Découvrez leurs origines et significations dans ce petit voyage linguistique et historique !

Mettre de l’eau dans son vin

Hérésie ultime pour les amateurs, mais bénédiction pour les piliers de bar de tous horizons. Si couper le vin (avec de l’eau, donc), dénature profondément sa nature (du goût, à la structure et la texture), cela a aussi l’avantage de retarder les effets de l’alcool en diminuant sa concentration. Cette expression trouverait sa source chez les philosophes de la Grèce antique, qui, s’inspirant de Dionysos, le dieu grec du vin, mettaient de l’eau dans leur vin afin de retarder le moment où ils rouleraient sous la table plutôt que sur les grandes théories.

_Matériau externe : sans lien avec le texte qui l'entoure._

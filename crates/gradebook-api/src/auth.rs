//! Bearer-token authentication and password hashing.

use argon2::{
  Argon2, PasswordHash, PasswordHasher, PasswordVerifier, password_hash::SaltString,
};
use axum::{
  extract::FromRequestParts,
  http::{HeaderMap, header, request::Parts},
};
use chrono::{DateTime, Duration, Utc};
use gradebook_core::{Error, store::RosterStore};
use jsonwebtoken::{Algorithm, DecodingKey, EncodingKey, Header, Validation, decode, encode};
use rand_core::OsRng;
use serde::{Deserialize, Serialize};
use uuid::Uuid;

use crate::{AppState, error::ApiError};

// ─── Tokens ──────────────────────────────────────────────────────────────────

#[derive(Debug, Serialize, Deserialize)]
struct Claims {
  /// Professor id.
  sub: Uuid,
  exp: usize,
}

/// Signs and verifies HS256 tokens that identify a professor.
pub struct TokenIssuer {
  encoding: EncodingKey,
  decoding: DecodingKey,
  ttl:      Duration,
}

impl TokenIssuer {
  pub fn new(secret: &str, ttl_hours: u64) -> Self {
    // Capped at ten years so the expiry stays representable.
    let hours = ttl_hours.min(24 * 365 * 10) as i64;
    Self {
      encoding: EncodingKey::from_secret(secret.as_bytes()),
      decoding: DecodingKey::from_secret(secret.as_bytes()),
      ttl:      Duration::hours(hours),
    }
  }

  /// Issue a token for `professor_id`, returning it with its expiry.
  pub fn issue(&self, professor_id: Uuid) -> Result<(String, DateTime<Utc>), ApiError> {
    let expires_at = Utc::now() + self.ttl;
    let claims = Claims { sub: professor_id, exp: expires_at.timestamp() as usize };
    let token = encode(&Header::new(Algorithm::HS256), &claims, &self.encoding)
      .map_err(|e| ApiError::Internal(format!("token encoding failed: {e}")))?;
    Ok((token, expires_at))
  }

  /// Check the signature and expiry of `token` and return the professor id.
  pub fn verify(&self, token: &str) -> Result<Uuid, ApiError> {
    let data = decode::<Claims>(token, &self.decoding, &Validation::new(Algorithm::HS256))
      .map_err(|e| {
        tracing::debug!(error = %e, "rejected bearer token");
        ApiError::Unauthorized
      })?;
    Ok(data.claims.sub)
  }
}

// ─── Extractor ───────────────────────────────────────────────────────────────

/// The authenticated professor; present in a handler means the request
/// carried a valid bearer token for a professor that still exists.
#[derive(Debug, Clone, Copy)]
pub struct AuthProfessor(pub Uuid);

fn bearer(headers: &HeaderMap) -> Result<&str, ApiError> {
  headers
    .get(header::AUTHORIZATION)
    .and_then(|v| v.to_str().ok())
    .and_then(|v| v.strip_prefix("Bearer "))
    .ok_or(ApiError::Unauthorized)
}

impl<S> FromRequestParts<AppState<S>> for AuthProfessor
where
  S: RosterStore + 'static,
{
  type Rejection = ApiError;

  async fn from_request_parts(
    parts: &mut Parts,
    state: &AppState<S>,
  ) -> Result<Self, Self::Rejection> {
    let token = bearer(&parts.headers)?;
    let id = state.tokens.verify(token)?;
    // Tokens outlive accounts; a removed professor's token is refused.
    match state.within(state.book().professor(id)).await {
      Ok(_) => Ok(AuthProfessor(id)),
      Err(ApiError::Core(Error::ProfessorNotFound(_))) => Err(ApiError::Unauthorized),
      Err(other) => Err(other),
    }
  }
}

// ─── Passwords ───────────────────────────────────────────────────────────────

// Hashing and verification run on tokio's blocking pool, off the async workers.

/// Hash `password` into an argon2 PHC string.
pub async fn hash_password(password: String) -> Result<String, ApiError> {
  tokio::task::spawn_blocking(move || hash_blocking(&password))
    .await
    .map_err(|e| ApiError::Internal(format!("password hashing task failed: {e}")))?
}

/// Check `password` against a stored PHC string. Unparseable hashes never
/// verify.
pub async fn verify_password(password: String, phc: String) -> Result<bool, ApiError> {
  tokio::task::spawn_blocking(move || verify_blocking(&password, &phc))
    .await
    .map_err(|e| ApiError::Internal(format!("password verification task failed: {e}")))
}

fn hash_blocking(password: &str) -> Result<String, ApiError> {
  let salt = SaltString::generate(&mut OsRng);
  Argon2::default()
    .hash_password(password.as_bytes(), &salt)
    .map(|hash| hash.to_string())
    .map_err(|e| ApiError::Internal(format!("argon2 error: {e}")))
}

fn verify_blocking(password: &str, phc: &str) -> bool {
  let Ok(parsed) = PasswordHash::new(phc) else { return false };
  Argon2::default().verify_password(password.as_bytes(), &parsed).is_ok()
}
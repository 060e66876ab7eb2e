use std::path::PathBuf;

/// Standard column names expected in the source file.
pub const HEADER_STD: [&str; 6] = ["תאריך", "הגרלה", "תלתן", "יהלום", "לב", "עלה"];

/// Knobs for one split run. The source file's native order is not assumed;
/// rows are re-sorted oldest-first before partitioning.
#[derive(Debug, Clone)]
pub struct SplitConfig {
    /// Source CSV to split.
    pub source: PathBuf,
    /// Directory receiving `chance{N}.csv`, `parts/` and `mini/`.
    pub out_dir: PathBuf,
    /// Maximum rows per chunk file.
    pub part_size: usize,
    /// Keep `chance0.csv` as an empty reservoir (header only), shifting the
    /// real chunks up to suffixes N..1.
    pub reserve_latest_empty: bool,
    /// Tail sizes emitted as `mini/latest_{n}.csv`.
    pub mini_sizes: Vec<usize>,
}

impl Default for SplitConfig {
    fn default() -> Self {
        Self {
            source: PathBuf::from("chance.csv"),
            out_dir: PathBuf::from("."),
            part_size: 10_000,
            reserve_latest_empty: false,
            mini_sizes: vec![1_000, 2_000],
        }
    }
}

Synonyme de concession et de compromis, de retour à des considérations plus réalistes que celles envisagées, cette expression conserve le sens déjà en cours au 17ème siècle, à savoir modérer ses passions comme la chaleur excessive du vin est tempérée par le meslange de l’eau (signé : Fleury de Bellingen), permettant parfois de viser plus loin, comme le souligne Jules Renard : pour arriver, il faut mettre de l’eau dans son vin jusqu’à ce qu’il n’y ait plus de vin.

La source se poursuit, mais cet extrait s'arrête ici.